Municipio de Cáceres camina a la soledad

Los problemas que azotan al municipio de Cáceres, asentado a orillas del río Cauca no es diferente a las demás.

El municipio de Cáceres es quizá uno de los más antiguos que se erigieron en el bajo Cauca. Ocurrió en 1903. Dice la historia que antes de la llegada de los españoles, en ese territorio donde se asienta Cáceres, estaba habitado por indígenas Nutabes y Tahamíes.

Fue fundado en 1576 por don Gaspar de Rodas, y hoy -443 años después- es una población golpeada por la violencia, una de las que más ha sufrido la guerra entre bandas criminales y la grave consecuencia del desplazamiento de su comunidad.

Tanto el perímetro urbano como el área rural se detecta el panorama a través del registro de la Unidad de Víctimas. Esta dependencia estatal afirma que en Cáceres, actualmente hay registradas 12.467 víctimas del conflicto armado. De ellas 1.425 víctimas directas por desaparición forzada, homicidios, fallecidas y no activos para la atención y 11.042 víctimas sujetos de atención. Sin embargo, los propios orientadores de esta atención, y la misma comunidad advierten que puede haber subregistro, y que el número de víctimas puede ser superior.

Los problemas que azotan al municipio de Cáceres, asentado a orillas del río Cauca no es diferente a las demás: el territorio se lo disputan el Clan del Golfo y los Caparros. Es una guerra por los negocios ilícitos que generan cuantiosos ingresos por narcotráfico, las rutas de la droga, cultivos ilícitos, minería ilegal, microtráfico, robo de tierras, desplazamiento, homicidios selectivos, entre otros.-

Esta violencia ha llevado a que muchos barrios del territorio urbano se estén quedando solos, y esas casas desocupadas sean apropiadas por los ilegales para sus actividades criminales. La Personería de Cáceres detalla que este fenómeno de desplazamiento intraurbano o hacia otras poblaciones, incluso a Medellín, está ocurriendo en los sectores Buenos Aires, La Magdalena, El Cementerio, Costa de Oro y El Centro.

Según el reporte oficial, esos barrios van quedando sin pobladores, desocupados. Pero el terror lo sienten en todo el municipio, las calles quedan desoladas apenas llega la noche. A la Policía local nadie le hace favores tan sencillos como cocinarles o prestarles el servicio de peluquería. Los uniformados tienen que desplazarse hasta Tarazá para el corte de cabello. La orden de no atender a los miembros de la Policía fue impartida por los ilegales.

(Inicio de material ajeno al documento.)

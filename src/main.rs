// src/main.rs
// =============================================================================
// This is the entry point of our CLI application.
//
// What happens here:
// 1. Parse command-line arguments using clap
// 2. Set up logging (tracing) on stderr
// 3. Build the provider for the subcommand (directory tree or website)
// 4. Run the traversal and print hits + warnings
// 5. Exit with proper code (0 = hits found, 1 = no hits, 2 = error)
//
// The scanning machinery itself lives in the library (src/lib.rs); this file
// only turns flags into configuration and results into terminal output.
// =============================================================================

mod cli; // src/cli.rs - command-line parsing

use anyhow::{Context, Result};
use clap::Parser;
use cli::{Cli, Commands, ScanArgs};
use scan_guardian::config::{CrawlConfig, ScanConfig};
use scan_guardian::error::TraversalError;
use scan_guardian::provider::{FsProvider, Provider, WebProvider};
use scan_guardian::traverse::{ContainsKeyword, Event, EventKind, RenderedReport, Traversal};
use std::time::Duration;
use tokio_util::sync::CancellationToken;
use tracing_subscriber::EnvFilter;

#[tokio::main]
async fn main() {
    let cli = Cli::parse();
    init_logging(cli.verbose);

    let exit_code = match run(cli).await {
        Ok(code) => code,
        Err(e) => {
            // If an unexpected error occurred, print it and exit with code 2
            eprintln!("Error: {:#}", e);
            2
        }
    };

    std::process::exit(exit_code);
}

// Logs go to stderr so that --json output on stdout stays machine readable
fn init_logging(verbose: bool) {
    let filter = if verbose {
        EnvFilter::new("scan_guardian=debug")
    } else {
        EnvFilter::try_from_env("SCAN_GUARDIAN_LOG").unwrap_or_else(|_| EnvFilter::new("warn"))
    };

    tracing_subscriber::fmt()
        .with_env_filter(filter)
        .with_writer(std::io::stderr)
        .with_target(false)
        .init();
}

async fn run(cli: Cli) -> Result<i32> {
    match cli.command {
        Commands::Dir { root, scan } => handle_dir_scan(&root, &scan).await,
        Commands::Site {
            website_url,
            scan,
            max_depth,
            delay_ms,
        } => handle_site_scan(&website_url, &scan, max_depth, delay_ms).await,
    }
}

// Handles the 'dir' subcommand
async fn handle_dir_scan(root: &str, scan: &ScanArgs) -> Result<i32> {
    if !scan.json {
        println!("🔍 Searching {} for \"{}\"", root, scan.keyword);
    }

    let config = scan_config(scan);
    config.validate()?;

    let (provider, root_node) = FsProvider::open(root)
        .await
        .with_context(|| format!("cannot open {}", root))?;

    let traversal = Traversal::new(provider, keyword(scan)?, config);
    run_traversal(traversal, root_node, scan.json).await
}

// Handles the 'site' subcommand
async fn handle_site_scan(
    website_url: &str,
    scan: &ScanArgs,
    max_depth: usize,
    delay_ms: u64,
) -> Result<i32> {
    if !scan.json {
        println!("🔍 Crawling {} for \"{}\"", website_url, scan.keyword);
        println!("📊 Max crawl depth: {}", max_depth);
    }

    let config = scan_config(scan);
    config.validate()?;

    let mut crawl = CrawlConfig::default()
        .with_max_depth(max_depth)
        .with_polite_delay(Duration::from_millis(delay_ms));
    if let Some(timeout) = config.task_timeout {
        crawl = crawl.with_request_timeout(timeout);
    }

    let provider = WebProvider::new(website_url, crawl)?;
    let root_node = provider.root();

    let traversal = Traversal::new(provider, keyword(scan)?, config);
    run_traversal(traversal, root_node, scan.json).await
}

fn scan_config(scan: &ScanArgs) -> ScanConfig {
    ScanConfig::new(scan.concurrency)
        .with_fail_fast(scan.fail_fast)
        .with_task_timeout(scan.timeout_secs.map(Duration::from_secs))
}

fn keyword(scan: &ScanArgs) -> Result<ContainsKeyword> {
    Ok(ContainsKeyword::new(scan.keyword.clone())?.ignore_case(scan.ignore_case))
}

// Wires progress output and Ctrl-C into the traversal, runs it, prints results
async fn run_traversal<P: Provider>(
    traversal: Traversal<P>,
    root: P::Node,
    json: bool,
) -> Result<i32> {
    // Ctrl-C stops the scan at the next I/O boundary instead of killing it mid-write
    let cancel = CancellationToken::new();
    let on_interrupt = cancel.clone();
    tokio::spawn(async move {
        if tokio::signal::ctrl_c().await.is_ok() {
            on_interrupt.cancel();
        }
    });

    let traversal = traversal
        .with_cancellation(cancel)
        .on(EventKind::Error, |event| {
            if let Event::Error { node, kind, message } = event {
                eprintln!("⚠️  Warning: {} ({}): {}", node, kind, message);
            }
        });

    let traversal = if json {
        traversal
    } else {
        traversal.on(EventKind::Found, |event| {
            if let Event::Found { node } = event {
                println!("   ✅ {}", node);
            }
        })
    };

    match traversal.run(root).await {
        Ok(report) => {
            let rendered = report.render();
            print_results(&rendered, json)?;

            if rendered.hits.is_empty() {
                Ok(1) // Exit code 1 = nothing matched
            } else {
                Ok(0) // Exit code 0 = at least one hit
            }
        }
        Err(e) => {
            report_fatal(&e);
            Ok(2)
        }
    }
}

fn report_fatal(error: &TraversalError) {
    match error {
        TraversalError::Cancelled => eprintln!("🛑 Scan interrupted"),
        other => eprintln!("❌ Scan aborted: {}", other),
    }
}

// Prints the results either as a table or JSON
fn print_results(report: &RenderedReport, json: bool) -> Result<()> {
    if json {
        let json_output = serde_json::to_string_pretty(report)?;
        println!("{}", json_output);
    } else {
        print_table(report);
    }
    Ok(())
}

// Prints results as a human-readable table in the terminal
fn print_table(report: &RenderedReport) {
    println!();
    println!("MATCH");
    println!("{}", "=".repeat(80));
    for hit in &report.hits {
        println!("{:<80}", truncate(hit, 77));
    }

    if !report.errors.is_empty() {
        println!();
        println!("{:<60} {:<20} {:<30}", "SKIPPED", "REASON", "MESSAGE");
        println!("{}", "=".repeat(110));
        for error in &report.errors {
            println!(
                "{:<60} {:<20} {:<30}",
                truncate(&error.node, 57),
                error.kind.to_string(),
                error.message
            );
        }
    }

    println!();
    println!("📊 Summary:");
    println!("   ✅ Matches: {}", report.hits.len());
    println!("   ⚠️  Skipped: {}", report.errors.len());
    println!("   📋 Visited: {}", report.visited);
    println!(
        "   ⏱️  {} ms, {} task(s), peak concurrency {}",
        report.stats.elapsed.as_millis(),
        report.stats.tasks,
        report.stats.peak_concurrency
    );
}

// Truncate long paths/URLs for display
fn truncate(text: &str, max: usize) -> String {
    if text.chars().count() > max {
        let head: String = text.chars().take(max).collect();
        format!("{}...", head)
    } else {
        text.to_string()
    }
}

Esta población ya no cuenta personal masculino –barberos o peluqueros- para estos trabajos: los últimos salieron de la localidad bajo amenazas después de aparecer mencionados en un panfleto.

En Cáceres, la denuncia ciudadana por cualquier delito es casi nula. A la estación de policía, en la Personería y en la Comisaría de Familia no llegan las denuncias. Tres o cuatro años atrás, solo la Comisaría atendía un promedio de setenta personas por día; hoy escasamente llegan cuatro o cinco. Los funcionarios esgrimen la razón: pánico a que los ilegales los vean ingresar a una entidad oficial y sean señalados como “sapos” o delatores o denunciantes, y en el mejor de los casos esa persona es sometida a desplazamiento, o, en el peor, asesinados.